##### INPUT RECORDS

//! The glowing focal body at the center of the scene.
//!
//! A unit sphere by default, optionally replaced by a loaded model
//! normalized to the same bounding radius so the audio-reactive scale
//! math never cares which mesh is installed. Draggable inside an
//! annulus, eased back to center on release, wrapped in a small smoke
//! pool that one stem can flare and recolor.

use glam::Vec3;
use rand::Rng;
use std::path::Path;

/// Sphere tessellation (latitude x longitude rings).
const SPHERE_RINGS: usize = 12;
const SPHERE_SEGMENTS: usize = 18;

/// Pulse smoothing on the vocal energy.
const PULSE_ALPHA: f32 = 0.2;
const PULSE_MIN_SCALE: f32 = 0.8;
const PULSE_RANGE: f32 = 1.2;
/// Slow idle breathing, always on.
const BREATH_RATE: f32 = 0.8;
const BREATH_DEPTH: f32 = 0.05;

/// Pointer-down grow: +0.5 scale eased in over 300ms.
const GROW_AMOUNT: f32 = 0.5;
const GROW_SECS: f32 = 0.3;
/// Release return-to-center duration.
const RETURN_SECS: f32 = 5.0;

/// Drag annulus around the origin.
const DRAG_MIN_RADIUS: f32 = 2.0;
const DRAG_MAX_RADIUS: f32 = 20.0;

const SMOKE_COUNT: usize = 200;
const SMOKE_BASE_COLOR: Vec3 = Vec3::new(0.55, 0.55, 0.6);
const SMOKE_WARNING_HUE: Vec3 = Vec3::new(1.0, 0.3, 0.1);
/// Modifier signal below this snaps the smoke effect fully off.
const MODIFIER_EPSILON: f32 = 0.01;
const MODIFIER_IMPULSE: f32 = 4.0;

/// Triangle mesh in model space, bounding radius 1.
pub struct CoreMesh {
    pub triangles: Vec<[Vec3; 3]>,
}

impl CoreMesh {
    /// Default UV sphere.
    pub fn sphere() -> Self {
        let mut vertices = vec![vec![Vec3::ZERO; SPHERE_SEGMENTS + 1]; SPHERE_RINGS + 1];
        for (ring, row) in vertices.iter_mut().enumerate() {
            let phi = std::f32::consts::PI * ring as f32 / SPHERE_RINGS as f32;
            for (seg, v) in row.iter_mut().enumerate() {
                let theta = std::f32::consts::TAU * seg as f32 / SPHERE_SEGMENTS as f32;
                *v = Vec3::new(
                    phi.sin() * theta.cos(),
                    phi.cos(),
                    phi.sin() * theta.sin(),
                );
            }
        }

        let mut triangles = Vec::with_capacity(SPHERE_RINGS * SPHERE_SEGMENTS * 2);
        for ring in 0..SPHERE_RINGS {
            for seg in 0..SPHERE_SEGMENTS {
                let a = vertices[ring][seg];
                let b = vertices[ring + 1][seg];
                let c = vertices[ring + 1][seg + 1];
                let d = vertices[ring][seg + 1];
                triangles.push([a, b, c]);
                triangles.push([a, c, d]);
            }
        }
        Self { triangles }
    }

    /// Load a wavefront OBJ (v/f statements only), re-centered and
    /// rescaled to bounding radius 1. Any problem falls back to the
    /// sphere.
    pub fn load_or_sphere(path: &Path) -> Self {
        match Self::load_obj(path) {
            Ok(mesh) => {
                log::info!("core mesh loaded from {}", path.display());
                mesh
            }
            Err(reason) => {
                log::warn!(
                    "core mesh {} unusable ({reason}), using sphere",
                    path.display()
                );
                Self::sphere()
            }
        }
    }

    fn load_obj(path: &Path) -> Result<Self, String> {
        let text = std::fs::read_to_string(path).map_err(|e| e.to_string())?;

        let mut vertices: Vec<Vec3> = Vec::new();
        let mut faces: Vec<[usize; 3]> = Vec::new();

        for line in text.lines() {
            let mut parts = line.split_whitespace();
            match parts.next() {
                Some("v") => {
                    let mut coord = || -> Result<f32, String> {
                        parts
                            .next()
                            .ok_or("short vertex line")?
                            .parse()
                            .map_err(|e| format!("bad vertex: {e}"))
                    };
                    let (x, y, z) = (coord()?, coord()?, coord()?);
                    vertices.push(Vec3::new(x, y, z));
                }
                Some("f") => {
                    let mut index = || -> Result<usize, String> {
                        let token = parts.next().ok_or("short face line")?;
                        // "f 1/2/3" style: vertex index is the first field
                        let vert = token.split('/').next().unwrap_or(token);
                        let i: isize = vert.parse().map_err(|e| format!("bad face: {e}"))?;
                        if i < 1 {
                            return Err("unsupported face index".into());
                        }
                        Ok(i as usize - 1)
                    };
                    faces.push([index()?, index()?, index()?]);
                }
                _ => {}
            }
        }

        if vertices.is_empty() || faces.is_empty() {
            return Err("no geometry".into());
        }

        // Re-center on the centroid, scale to bounding radius 1
        let centroid = vertices.iter().copied().sum::<Vec3>() / vertices.len() as f32;
        let radius = vertices
            .iter()
            .map(|v| (*v - centroid).length())
            .fold(0.0f32, f32::max);
        if radius < 1e-6 {
            return Err("degenerate geometry".into());
        }
        for v in &mut vertices {
            *v = (*v - centroid) / radius;
        }

        let mut triangles = Vec::with_capacity(faces.len());
        for face in faces {
            let get = |i: usize| vertices.get(i).copied().ok_or("face index out of range");
            triangles.push([get(face[0])?, get(face[1])?, get(face[2])?]);
        }
        Ok(Self { triangles })
    }
}

/// Simple ambient particle around the body.
#[derive(Clone, Copy)]
pub struct SmokeParticle {
    pub pos: Vec3,
    pub vel: Vec3,
    pub life: f32,
    pub size: f32,
    pub color: Vec3,
}

enum DragState {
    Idle,
    Dragging,
    Returning { from: Vec3, elapsed: f32 },
}

pub struct CoreBody {
    mesh: CoreMesh,
    position: Vec3,
    pulse: f32,
    scale: f32,
    /// Pointer-grow progress in 0-1; the scale contribution is eased.
    grow_phase: f32,
    drag: DragState,
    smoke: Vec<SmokeParticle>,
}

fn ease_out_cubic(t: f32) -> f32 {
    let inv = 1.0 - t.clamp(0.0, 1.0);
    1.0 - inv * inv * inv
}

impl CoreBody {
    pub fn new(model_path: Option<&Path>) -> Self {
        let mesh = match model_path {
            Some(path) => CoreMesh::load_or_sphere(path),
            None => CoreMesh::sphere(),
        };
        let mut rng = rand::rng();
        let smoke = (0..SMOKE_COUNT)
            .map(|_| spawn_smoke(&mut rng, Vec3::ZERO))
            .collect();
        Self {
            mesh,
            position: Vec3::ZERO,
            pulse: 0.0,
            scale: PULSE_MIN_SCALE,
            grow_phase: 0.0,
            drag: DragState::Idle,
            smoke,
        }
    }

    pub fn mesh(&self) -> &CoreMesh {
        &self.mesh
    }

    /// Current world position; the particle pool spawns here.
    pub fn position(&self) -> Vec3 {
        self.position
    }

    pub fn scale(&self) -> f32 {
        self.scale
    }

    pub fn smoke(&self) -> &[SmokeParticle] {
        &self.smoke
    }

    pub fn is_dragging(&self) -> bool {
        matches!(self.drag, DragState::Dragging)
    }

    /// Pointer-down at a world-space point. Returns true when the point
    /// hits the body and a drag begins.
    pub fn pointer_down(&mut self, world: Vec3) -> bool {
        let hit = (world - self.position).length() <= self.scale.max(1.0);
        if hit {
            self.drag = DragState::Dragging;
        }
        hit
    }

    /// Drag update; target clamped to the annulus around the origin.
    pub fn pointer_drag(&mut self, world: Vec3) {
        if !matches!(self.drag, DragState::Dragging) {
            return;
        }
        let dist = world.length();
        self.position = if dist < 1e-4 {
            // Degenerate drag to the exact origin: keep the old direction
            self.position.normalize_or_zero() * DRAG_MIN_RADIUS
        } else {
            world / dist * dist.clamp(DRAG_MIN_RADIUS, DRAG_MAX_RADIUS)
        };
    }

    pub fn pointer_up(&mut self) {
        if matches!(self.drag, DragState::Dragging) {
            self.drag = DragState::Returning {
                from: self.position,
                elapsed: 0.0,
            };
        }
    }

    pub fn update(
        &mut self,
        dt: f32,
        playback_time: f64,
        vocal_energy: f32,
        modifier_energy: f32,
        core_scale_level: f32,
    ) {
        // Drag lifecycle
        match &mut self.drag {
            DragState::Idle | DragState::Dragging => {}
            DragState::Returning { from, elapsed } => {
                *elapsed += dt;
                let t = *elapsed / RETURN_SECS;
                if t >= 1.0 {
                    self.position = Vec3::ZERO;
                    self.drag = DragState::Idle;
                } else {
                    self.position = from.lerp(Vec3::ZERO, ease_out_cubic(t));
                }
            }
        }

        // Grow phase runs over GROW_SECS; the eased curve front-loads
        // the size change while the pointer is held
        let step = dt / GROW_SECS;
        if matches!(self.drag, DragState::Dragging) {
            self.grow_phase = (self.grow_phase + step).min(1.0);
        } else {
            self.grow_phase = (self.grow_phase - step).max(0.0);
        }
        let grow = GROW_AMOUNT * ease_out_cubic(self.grow_phase);

        // Pulse: smoothed vocal energy into a size range, breathing on top
        self.pulse += (vocal_energy.clamp(0.0, 1.0) - self.pulse) * PULSE_ALPHA;
        let breath = 1.0 + BREATH_DEPTH * (playback_time as f32 * BREATH_RATE).sin();
        self.scale =
            (PULSE_MIN_SCALE + self.pulse * PULSE_RANGE) * breath * core_scale_level + grow;

        self.update_smoke(dt, modifier_energy);
    }

    fn update_smoke(&mut self, dt: f32, modifier_energy: f32) {
        let mut rng = rand::rng();
        let flare = modifier_energy >= MODIFIER_EPSILON;

        for p in &mut self.smoke {
            if flare {
                let outward = (p.pos - self.position).normalize_or_zero();
                p.vel += outward * modifier_energy * MODIFIER_IMPULSE * dt;
                p.color = SMOKE_BASE_COLOR.lerp(SMOKE_WARNING_HUE, modifier_energy.min(1.0));
            } else {
                // Below epsilon the tint snaps off instead of fading
                p.color = SMOKE_BASE_COLOR;
            }

            p.pos += p.vel * dt;
            p.life -= dt * 0.6;
            if p.life <= 0.0 {
                *p = spawn_smoke(&mut rng, self.position);
            }
        }
    }
}

fn spawn_smoke(rng: &mut impl Rng, origin: Vec3) -> SmokeParticle {
    let dir = Vec3::new(
        rng.random_range(-1.0..1.0),
        rng.random_range(-1.0..1.0),
        rng.random_range(-1.0..1.0),
    )
    .normalize_or_zero();
    SmokeParticle {
        pos: origin + dir * rng.random_range(0.8..1.4),
        vel: dir * rng.random_range(0.2..0.8),
        life: rng.random_range(0.4..1.0),
        size: rng.random_range(0.2..0.6),
        color: SMOKE_BASE_COLOR,
    }
}

#[cfg(test)]
mod tests {
    use super::*;

    #[test]
    fn sphere_mesh_has_unit_radius() {
        let mesh = CoreMesh::sphere();
        assert!(!mesh.triangles.is_empty());
        for tri in &mesh.triangles {
            for v in tri {
                assert!((v.length() - 1.0).abs() < 1e-4);
            }
        }
    }

    #[test]
    fn missing_model_falls_back_to_sphere() {
        let fallback = CoreMesh::load_or_sphere(Path::new("/nonexistent/model.obj"));
        let sphere = CoreMesh::sphere();
        assert_eq!(fallback.triangles.len(), sphere.triangles.len());
    }

    #[test]
    fn obj_is_recentered_and_normalized() {
        let dir = std::env::temp_dir();
        let path = dir.join("stemviz-core-test.obj");
        // Unit-ish tetrahedron offset far from the origin
        std::fs::write(
            &path,
            "v 100 100 100\nv 102 100 100\nv 100 102 100\nv 100 100 102\n\
             f 1 2 3\nf 1 3 4\nf 1 2 4\nf 2 3 4\n",
        )
        .unwrap();

        let mesh = CoreMesh::load_obj(&path).unwrap();
        std::fs::remove_file(&path).ok();

        let max_radius = mesh
            .triangles
            .iter()
            .flatten()
            .map(|v| v.length())
            .fold(0.0f32, f32::max);
        assert!((max_radius - 1.0).abs() < 1e-4, "radius {max_radius}");
    }

    #[test]
    fn drag_clamps_to_annulus() {
        let mut body = CoreBody::new(None);
        assert!(body.pointer_down(Vec3::ZERO));

        body.pointer_drag(Vec3::new(100.0, 0.0, 0.0));
        assert!((body.position().length() - DRAG_MAX_RADIUS).abs() < 1e-4);

        body.pointer_drag(Vec3::new(0.1, 0.0, 0.0));
        assert!((body.position().length() - DRAG_MIN_RADIUS).abs() < 1e-4);
    }

    #[test]
    fn release_returns_to_center() {
        let mut body = CoreBody::new(None);
        body.pointer_down(Vec3::ZERO);
        body.pointer_drag(Vec3::new(10.0, 0.0, 0.0));
        body.pointer_up();

        let start = body.position().length();
        for _ in 0..(RETURN_SECS * 60.0) as usize + 10 {
            body.update(1.0 / 60.0, 0.0, 0.0, 0.0, 1.0);
        }
        assert!(body.position().length() < 1e-4, "started at {start}");
        assert!(!body.is_dragging());
    }

    #[test]
    fn grow_eases_in_while_dragging() {
        let mut body = CoreBody::new(None);
        body.update(1.0 / 60.0, 0.0, 0.0, 0.0, 1.0);
        let resting = body.scale();

        body.pointer_down(Vec3::ZERO);
        for _ in 0..30 {
            body.update(1.0 / 60.0, 0.0, 0.0, 0.0, 1.0);
        }
        assert!(
            (body.scale() - resting - GROW_AMOUNT).abs() < 0.05,
            "scale {} vs resting {resting}",
            body.scale()
        );
    }

    #[test]
    fn grow_is_front_loaded_not_linear() {
        let mut body = CoreBody::new(None);
        body.update(1.0 / 60.0, 0.0, 0.0, 0.0, 1.0);
        let resting = body.scale();

        // Half the grow window: the eased curve has already covered
        // 0.875 of the distance where a linear ramp would sit at 0.5
        body.pointer_down(Vec3::ZERO);
        let half_ticks = (GROW_SECS * 60.0 / 2.0) as usize;
        for _ in 0..half_ticks {
            body.update(1.0 / 60.0, 0.0, 0.0, 0.0, 1.0);
        }
        let grown = body.scale() - resting;
        assert!(
            (grown - GROW_AMOUNT * 0.875).abs() < 0.02,
            "grow at midpoint: {grown}"
        );
        assert!(grown > GROW_AMOUNT * 0.5 + 0.05, "grow looks linear: {grown}");
    }

    #[test]
    fn smoke_tint_snaps_off_below_epsilon() {
        let mut body = CoreBody::new(None);
        body.update(1.0 / 60.0, 0.0, 0.0, 1.0, 1.0);
        assert!(body.smoke().iter().any(|p| p.color != SMOKE_BASE_COLOR));

        body.update(1.0 / 60.0, 0.0, 0.0, MODIFIER_EPSILON / 2.0, 1.0);
        assert!(body.smoke().iter().all(|p| p.color == SMOKE_BASE_COLOR));
    }

    #[test]
    fn smoke_pool_is_fixed_size() {
        let mut body = CoreBody::new(None);
        for _ in 0..500 {
            body.update(1.0 / 60.0, 0.0, 0.5, 0.0, 1.0);
        }
        assert_eq!(body.smoke().len(), SMOKE_COUNT);
    }
}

##########

» **INSTRUCTIONS FOR THE TASK**: Show, from the entries above, every line that includes the string "into".

» **EXERCISE RESPONSE**:
                            return Err("unsupported face index".into());
            return Err("no geometry".into());
            return Err("degenerate geometry".into());
        // Pulse: smoothed vocal energy into a size range, breathing on top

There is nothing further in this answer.